A longstanding question in neuroscience is how mammalian brains, including ours, adapt to external environments, information and experiences. In a study published in Nature, researchers at the Jan and Dan Duncan Neurological Research Institute (Duncan NRI) at Texas Children's Hospital and Baylor College of Medicine have discovered the mechanistic steps underlying a new type of synaptic plasticity called behavioral timescale synaptic plasticity (BTSP).
The study, led by Dr. Jeffrey Magee, professor of neuroscience at Baylor, investigator with Howard Hughes Medical Institute and the Duncan NRI, reveals how the entorhinal cortex (EC) sends instructive signals to the hippocampus, the brain region critical for spatial navigation, memory encoding and consolidation. The EC also directs it to reorganize the location and activity of a specific subset of its neurons to achieve altered behavior in response to its changing environment and spatial cues.
Neurons communicate with one another by transmitting electrical signals or chemicals through junctions called synapses. Synaptic plasticity refers to the adaptive ability of these neuronal connections to become stronger or weaker over time, as a direct response to changes in their external environment. This adaptive ability of our neurons to respond quickly and accurately to external cues is critical for our survival and growth and forms the neurochemical foundation for learning and memory.
Mammalian brain activity and behavior adapt quickly in response to spatial changes
To identify the mechanism that underlies the mammalian brain's capacity for adaptive learning Dr. Christine Grienberger, lead author of the study and a postdoctoral fellow in the Magee lab at the time of the study, measured the activity of a specific group of place cells, which are specialized hippocampal neurons that build and update "maps" of external environments. She attached a powerful microscope onto the brains of these mice and measured the activity of these cells as the mice were running on a linear track treadmill.
In the initial phase, the mice were acclimated to this experimental setup and the position of the reward (sugar water) was altered at each lap. "In this phase, the mice ran continuously at the same speed and also licked continuously, and the place cells in these mice formed a uniform tiling pattern," said Grienberger, who currently is an assistant professor at Brandeis University.
In the next phase, she fixed the reward at a specific location on the track along with a few visual cues to orient the mice and measured the activity of the same group of neurons. "I saw that changing the reward location altered the behavior of these animals. The mice now slowed down briefly before the reward site to taste the sugar water. And more interestingly, this change in behavior was accompanied by increased density and activity of place cells around the reward site. This indicated that changes in spatial cues can lead to adaptive reorganization and activity of hippocampal neurons," Grienberger said.

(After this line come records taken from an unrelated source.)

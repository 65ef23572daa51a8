//! 帧提取：顺序读取视频帧，交给有界线程池增强，收集并按序号排序
//!
//! 状态机：`Idle → Opening → Reading → {Completed, Failed}`。
//! 打开失败时以空结果完成；单帧失败只记录日志并跳过。

pub mod pool;

use std::io;
use std::path::{Path, PathBuf};
use std::sync::Arc;
use std::thread::{self, JoinHandle};

use tracing::{debug, error, info, warn};

pub use pool::BoundedPool;

use crate::config::ExtractOptions;
use crate::enhancer::FrameEnhance;
use crate::error::ExtractError;
use crate::frame::{AssetMetadata, EnhancedImage, ExtractionResult, RawFrame};
use crate::media::FrameSource;
use crate::media::ffmpeg::VideoAsset;

/// 连续读取失败达到此次数后视为读取器已停止
pub const MAX_CONSECUTIVE_READ_FAILURES: u32 = 32;

/// 提取状态
#[derive(Debug, Clone, Copy, PartialEq, Eq)]
pub enum ExtractionState {
    /// 尚未开始
    Idle,
    /// 正在打开视频
    Opening,
    /// 正在顺序读取并分发帧
    Reading,
    /// 全部任务完成
    Completed,
    /// 打开或创建读取器失败
    Failed,
}

impl ExtractionState {
    /// 是否允许转换到 `next`
    #[must_use]
    pub const fn can_advance_to(self, next: Self) -> bool {
        matches!(
            (self, next),
            (Self::Idle, Self::Opening)
                | (Self::Opening, Self::Reading | Self::Failed)
                | (Self::Reading, Self::Completed | Self::Failed)
        )
    }
}

/// 单次提取的状态跟踪
struct StateTracker<'a> {
    source: &'a str,
    state: ExtractionState,
}

impl<'a> StateTracker<'a> {
    const fn new(source: &'a str) -> Self {
        Self {
            source,
            state: ExtractionState::Idle,
        }
    }

    fn advance(&mut self, next: ExtractionState) {
        if !self.state.can_advance_to(next) {
            warn!(from = ?self.state, to = ?next, "忽略非法的提取状态转换");
            return;
        }
        debug!(source = self.source, from = ?self.state, to = ?next, "提取状态转换");
        self.state = next;
    }

    /// 进入 `Failed` 并返回空结果
    fn fail(&mut self, err: &ExtractError) -> ExtractionResult {
        error!(source = self.source, error = %err, "视频提取失败");
        self.advance(ExtractionState::Failed);
        ExtractionResult::empty()
    }
}

/// 读取统计
#[derive(Debug, Default, Clone, Copy)]
struct ReadStats {
    /// 成功读取的帧数
    decoded: u64,
    /// 读取失败而跳过的帧数
    skipped: u64,
    /// 分发给线程池的帧数
    dispatched: u64,
}

/// 按 `frame_interval` 抽样的帧迭代器
///
/// 序号是成功读取的帧在解码顺序中的位置，抽样后依然保持时间含义
struct SampledFrames<'a, S> {
    source: &'a mut S,
    stats: &'a mut ReadStats,
    interval: u64,
    consecutive_failures: u32,
}

impl<S: FrameSource> Iterator for SampledFrames<'_, S> {
    type Item = RawFrame;

    fn next(&mut self) -> Option<RawFrame> {
        loop {
            match self.source.read_next() {
                Ok(Some(buffer)) => {
                    self.consecutive_failures = 0;
                    let index = self.stats.decoded;
                    self.stats.decoded += 1;
                    if index % self.interval != 0 {
                        continue;
                    }
                    self.stats.dispatched += 1;
                    return Some(RawFrame { index, buffer });
                }
                Ok(None) => return None,
                Err(e) => {
                    self.stats.skipped += 1;
                    self.consecutive_failures += 1;
                    warn!(error = %e, "跳过无法读取的帧");
                    if self.consecutive_failures >= MAX_CONSECUTIVE_READ_FAILURES {
                        warn!(
                            failures = self.consecutive_failures,
                            "连续读取失败次数过多，停止读取"
                        );
                        return None;
                    }
                }
            }
        }
    }
}

/// 帧提取器
///
/// 持有共享的增强器；一个实例可以依次或同时服务多次提取
pub struct FrameExtractor<E> {
    enhancer: Arc<E>,
}

impl<E: FrameEnhance> FrameExtractor<E> {
    /// 创建提取器
    #[must_use]
    pub const fn new(enhancer: Arc<E>) -> Self {
        Self { enhancer }
    }

    /// 共享的增强器
    #[must_use]
    pub const fn enhancer(&self) -> &Arc<E> {
        &self.enhancer
    }

    /// 提取视频帧，完成后恰好调用一次 `on_complete`
    pub fn extract_frames<F>(&self, path: &Path, options: &ExtractOptions, on_complete: F)
    where
        F: FnOnce(ExtractionResult),
    {
        on_complete(self.extract(path, options));
    }

    /// 提取视频帧并返回结果
    ///
    /// 视频无法打开、没有视频轨道或读取器创建失败时返回空结果
    #[must_use]
    pub fn extract(&self, path: &Path, options: &ExtractOptions) -> ExtractionResult {
        let label = path.display().to_string();
        let mut state = StateTracker::new(&label);

        state.advance(ExtractionState::Opening);
        let asset = match VideoAsset::open(path) {
            Ok(asset) => asset,
            Err(e) => return state.fail(&e),
        };

        state.advance(ExtractionState::Reading);
        match asset.into_reader() {
            Ok(reader) => self.drain(reader, options, state),
            Err(e) => state.fail(&e),
        }
    }

    /// 从已打开的帧源提取
    #[must_use]
    pub fn extract_from<S: FrameSource>(
        &self,
        source: S,
        options: &ExtractOptions,
    ) -> ExtractionResult {
        let mut state = StateTracker::new("<source>");
        state.advance(ExtractionState::Opening);
        state.advance(ExtractionState::Reading);
        self.drain(source, options, state)
    }

    /// 读取全部帧、并行增强、排序后完成
    fn drain<S: FrameSource>(
        &self,
        mut source: S,
        options: &ExtractOptions,
        mut state: StateTracker<'_>,
    ) -> ExtractionResult {
        let metadata: AssetMetadata = source.metadata();
        let total_frames = metadata.total_frames();
        let pool = BoundedPool::new(options.workers(), options.batch());
        info!(
            source = state.source,
            duration = metadata.duration,
            frame_rate = metadata.frame_rate,
            total_frames,
            workers = pool.workers(),
            batch_size = pool.batch_size(),
            "开始提取视频帧"
        );

        let mut stats = ReadStats::default();
        let frames = SampledFrames {
            source: &mut source,
            stats: &mut stats,
            interval: options.interval().get() as u64,
            consecutive_failures: 0,
        };

        let enhancer = self.enhancer.as_ref();
        let mut images = pool.run(frames, |frame: RawFrame| {
            let image = enhancer.enhance_frame(&frame);
            if image.is_none() {
                debug!(index = frame.index, "帧增强失败，已丢弃");
            }
            image.map(|image| EnhancedImage {
                index: frame.index,
                timestamp: frame.buffer.timestamp,
                image,
            })
        });
        images.sort_unstable_by_key(|img| img.index);

        state.advance(ExtractionState::Completed);
        info!(
            source = state.source,
            decoded = stats.decoded,
            skipped = stats.skipped,
            dispatched = stats.dispatched,
            frames = images.len(),
            "视频帧提取完成"
        );

        ExtractionResult {
            images,
            frame_rate: metadata.frame_rate,
            duration: metadata.duration,
            total_frames,
        }
    }
}

/// 在独立线程上提取，完成后在该线程上调用 `on_complete`
///
/// # Errors
///
/// 线程创建失败
pub fn spawn_extraction<E, F>(
    extractor: Arc<FrameExtractor<E>>,
    path: PathBuf,
    options: ExtractOptions,
    on_complete: F,
) -> io::Result<JoinHandle<()>>
where
    E: FrameEnhance + 'static,
    F: FnOnce(ExtractionResult) + Send + 'static,
{
    thread::Builder::new()
        .name("frame-extractor".into())
        .spawn(move || extractor.extract_frames(&path, &options, on_complete))
}
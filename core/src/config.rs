//! 管线配置定义与解析

use std::num::NonZeroUsize;
use std::path::Path;

use anyhow::{Context, Result};
use serde::Deserialize;

/// 默认对比度（内核的恒等点）
pub const DEFAULT_CONTRAST: f32 = 1.0;

/// 管线运行时配置
#[derive(Deserialize, Clone, Debug, Default, PartialEq)]
#[serde(default)]
pub struct PipelineConfig {
    /// 帧提取参数
    pub extract: ExtractOptions,
    /// 增强参数
    pub enhance: EnhanceOptions,
}

/// 帧提取参数
#[derive(Deserialize, Clone, Copy, Debug, PartialEq, Eq)]
#[serde(default)]
pub struct ExtractOptions {
    /// 每隔多少个解码帧取一帧（1 表示全部）
    pub frame_interval: usize,
    /// 并发工作线程数
    pub max_concurrent_tasks: usize,
    /// 每批分发的帧数
    pub batch_size: usize,
}

impl Default for ExtractOptions {
    fn default() -> Self {
        Self {
            frame_interval: 1,
            max_concurrent_tasks: 4,
            batch_size: 8,
        }
    }
}

impl ExtractOptions {
    /// 采样间隔（0 视为 1）
    #[must_use]
    pub fn interval(&self) -> NonZeroUsize {
        NonZeroUsize::new(self.frame_interval).unwrap_or(NonZeroUsize::MIN)
    }

    /// 工作线程数（0 视为 1）
    #[must_use]
    pub fn workers(&self) -> NonZeroUsize {
        NonZeroUsize::new(self.max_concurrent_tasks).unwrap_or(NonZeroUsize::MIN)
    }

    /// 批大小（0 视为 1）
    #[must_use]
    pub fn batch(&self) -> NonZeroUsize {
        NonZeroUsize::new(self.batch_size).unwrap_or(NonZeroUsize::MIN)
    }
}

/// 增强参数
#[derive(Deserialize, Clone, Copy, Debug, PartialEq)]
#[serde(default)]
pub struct EnhanceOptions {
    /// 对比度系数，常用范围 0.0–3.0
    pub contrast: f32,
}

impl Default for EnhanceOptions {
    fn default() -> Self {
        Self {
            contrast: DEFAULT_CONTRAST,
        }
    }
}

/// 从 TOML 字符串解析管线配置
///
/// # Errors
///
/// - TOML 解析失败
/// - 配置字段反序列化失败
pub fn parse_config_str(s: &str) -> Result<PipelineConfig> {
    let cfg: PipelineConfig = toml::from_str(s)?;
    Ok(cfg)
}

/// 从指定路径加载管线配置（TOML）
///
/// # Errors
///
/// - 读取文件失败
/// - TOML 解析失败
pub fn load_config(path: &Path) -> Result<PipelineConfig> {
    let s = std::fs::read_to_string(path)
        .with_context(|| format!("无法读取配置文件: {}", path.display()))?;
    parse_config_str(&s)
}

This experimental paradigm allowed the researchers to explore how changes in spatial cues shape mammalian brains to elicit adaptive new behaviors.
For more than 70 years, Hebbian theory, which is colloquially summarized as, "neurons that fire together, wire together," singularly dominated neuroscientists' view of how synapses become stronger or weaker over time. While this well-studied theory is the basis of several advancements in the field of neuroscience, it has some limitations. In 2017, researchers in the Magee lab discovered a new and powerful type of synaptic plasticity - behavioral timescale synaptic plasticity (BTSP) - which overcomes these limitations and offers a model that best mimics the timescale of how we learn or remember related events in real life.
Using the new experimental paradigm, Grienberger observed that in the second phase, place cell neurons that were previously silent acquired large place fields abruptly in a single lap after the reward location was fixed. This finding is consistent with a non-Hebbian form of synaptic plasticity and learning. Additional experiments confirmed that the observed adaptive changes in the hippocampal place cells and in the behavior of these mice were indeed due to BTSP.
The entorhinal cortex send instructive signals that alter the location and activity of hippocampal place cells in response to spatial changes
Based on their previous studies, the Magee team knew BTSP involves an instructive/supervisory signal is necessarily within or adjacent to the target neurons (in this case, the hippocampal place cells) that are being activated. To identify the origin of this instructive signal, they studied the axonal projections from a nearby brain region called the entorhinal cortex (EC), which innervates the hippocampus and acts as a gateway between the hippocampus and neocortical regions that control higher executive/decision-making processes.
"We found that when we specifically inhibited a subset of EC axons that innervate the CA1 hippocampal neurons we were recording from, it prevented the development of CA1 reward over-representations in the brain," Magee said.
Based on several lines of investigations, they concluded that the entorhinal cortex provides a relatively invariant target instructive signal, which directs the hippocampus to reorganize the location and activity of place cells, which, in turn, affects the animal's behavior.
"The discovery that one part of the brain (entorhinal complex) can direct another brain region (hippocampus) to alter the location and activity of its neurons (place cells) is an extraordinary finding in neuroscience," Magee added. "It completely changes our view of how learning-dependent changes in the brain occur and reveals new realms of possibilities that will transform and guide how we approach neurological and neurodegenerative disorders in the future."
This study was funded by the Howard Hughes Medical Institute.